> The task
Pull every line holding the word "enum" out of the data and copy it.

Data excerpts

━━━

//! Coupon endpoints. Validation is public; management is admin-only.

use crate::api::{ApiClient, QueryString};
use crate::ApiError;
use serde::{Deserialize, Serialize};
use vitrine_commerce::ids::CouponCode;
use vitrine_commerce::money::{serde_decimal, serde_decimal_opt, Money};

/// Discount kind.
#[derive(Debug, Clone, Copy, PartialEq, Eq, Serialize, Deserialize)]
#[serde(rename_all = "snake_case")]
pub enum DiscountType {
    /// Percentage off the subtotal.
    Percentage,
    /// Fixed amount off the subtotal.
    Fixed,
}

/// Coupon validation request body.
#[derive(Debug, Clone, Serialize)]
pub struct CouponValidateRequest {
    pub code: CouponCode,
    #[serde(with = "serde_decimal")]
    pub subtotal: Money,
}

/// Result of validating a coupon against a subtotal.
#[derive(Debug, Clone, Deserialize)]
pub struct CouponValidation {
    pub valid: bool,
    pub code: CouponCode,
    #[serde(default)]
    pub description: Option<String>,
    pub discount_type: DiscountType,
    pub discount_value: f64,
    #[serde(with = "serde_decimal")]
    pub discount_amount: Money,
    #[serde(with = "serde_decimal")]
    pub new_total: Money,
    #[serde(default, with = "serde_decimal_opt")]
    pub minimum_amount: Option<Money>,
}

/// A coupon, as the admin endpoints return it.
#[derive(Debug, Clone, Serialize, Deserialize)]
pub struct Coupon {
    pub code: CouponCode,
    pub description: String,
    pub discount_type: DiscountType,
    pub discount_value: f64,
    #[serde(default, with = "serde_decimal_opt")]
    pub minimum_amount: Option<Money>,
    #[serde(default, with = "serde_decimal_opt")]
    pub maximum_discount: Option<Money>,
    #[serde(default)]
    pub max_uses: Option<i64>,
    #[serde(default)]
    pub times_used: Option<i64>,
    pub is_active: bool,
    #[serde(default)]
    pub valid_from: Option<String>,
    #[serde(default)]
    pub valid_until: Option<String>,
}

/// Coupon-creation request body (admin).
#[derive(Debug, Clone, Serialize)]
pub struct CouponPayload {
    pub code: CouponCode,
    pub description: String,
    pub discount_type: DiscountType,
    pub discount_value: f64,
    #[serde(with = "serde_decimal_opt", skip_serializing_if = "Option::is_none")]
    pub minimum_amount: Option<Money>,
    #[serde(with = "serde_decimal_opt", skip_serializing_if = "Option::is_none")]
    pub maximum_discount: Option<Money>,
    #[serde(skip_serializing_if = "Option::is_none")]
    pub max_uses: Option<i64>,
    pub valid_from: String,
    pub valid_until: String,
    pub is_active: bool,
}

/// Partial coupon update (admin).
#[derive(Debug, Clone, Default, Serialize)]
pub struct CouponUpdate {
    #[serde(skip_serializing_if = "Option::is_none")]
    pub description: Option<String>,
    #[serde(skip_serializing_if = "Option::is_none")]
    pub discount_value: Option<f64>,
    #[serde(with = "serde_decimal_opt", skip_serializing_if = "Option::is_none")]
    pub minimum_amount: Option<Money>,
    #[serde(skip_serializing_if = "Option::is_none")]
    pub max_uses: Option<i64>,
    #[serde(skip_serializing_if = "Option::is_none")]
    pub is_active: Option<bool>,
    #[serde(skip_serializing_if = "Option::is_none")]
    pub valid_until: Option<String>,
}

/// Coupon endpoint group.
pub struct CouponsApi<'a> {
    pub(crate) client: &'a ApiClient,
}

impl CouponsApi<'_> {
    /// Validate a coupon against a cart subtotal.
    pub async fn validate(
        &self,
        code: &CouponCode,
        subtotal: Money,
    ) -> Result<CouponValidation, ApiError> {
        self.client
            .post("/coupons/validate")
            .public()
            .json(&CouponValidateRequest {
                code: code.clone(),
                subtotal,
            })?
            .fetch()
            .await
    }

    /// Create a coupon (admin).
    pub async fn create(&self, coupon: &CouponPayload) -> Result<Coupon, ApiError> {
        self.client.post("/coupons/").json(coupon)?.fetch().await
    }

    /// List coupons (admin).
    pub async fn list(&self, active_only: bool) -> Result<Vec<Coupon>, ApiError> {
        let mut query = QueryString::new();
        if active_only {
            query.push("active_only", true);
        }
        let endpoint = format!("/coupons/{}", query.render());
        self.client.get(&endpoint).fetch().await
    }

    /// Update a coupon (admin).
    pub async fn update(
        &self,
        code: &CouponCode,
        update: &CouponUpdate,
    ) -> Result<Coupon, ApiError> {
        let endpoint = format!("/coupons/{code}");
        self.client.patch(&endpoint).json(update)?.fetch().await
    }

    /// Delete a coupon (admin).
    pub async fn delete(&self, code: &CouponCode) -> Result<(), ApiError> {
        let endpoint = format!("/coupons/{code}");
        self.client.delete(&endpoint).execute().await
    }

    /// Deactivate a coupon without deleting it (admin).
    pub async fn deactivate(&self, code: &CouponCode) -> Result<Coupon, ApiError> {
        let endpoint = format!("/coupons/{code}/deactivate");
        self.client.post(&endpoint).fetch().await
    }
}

━━━

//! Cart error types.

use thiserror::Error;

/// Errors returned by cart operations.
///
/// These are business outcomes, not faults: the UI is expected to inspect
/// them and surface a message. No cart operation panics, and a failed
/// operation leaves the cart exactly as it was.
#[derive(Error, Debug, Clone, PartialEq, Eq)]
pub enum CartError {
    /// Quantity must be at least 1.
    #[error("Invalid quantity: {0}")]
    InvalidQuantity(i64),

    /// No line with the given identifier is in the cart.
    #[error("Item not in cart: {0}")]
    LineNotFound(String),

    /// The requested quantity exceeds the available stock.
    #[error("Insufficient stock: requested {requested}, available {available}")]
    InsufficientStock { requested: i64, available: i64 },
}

━━━

> Exercise response
pub enum DiscountType {
pub enum CartError {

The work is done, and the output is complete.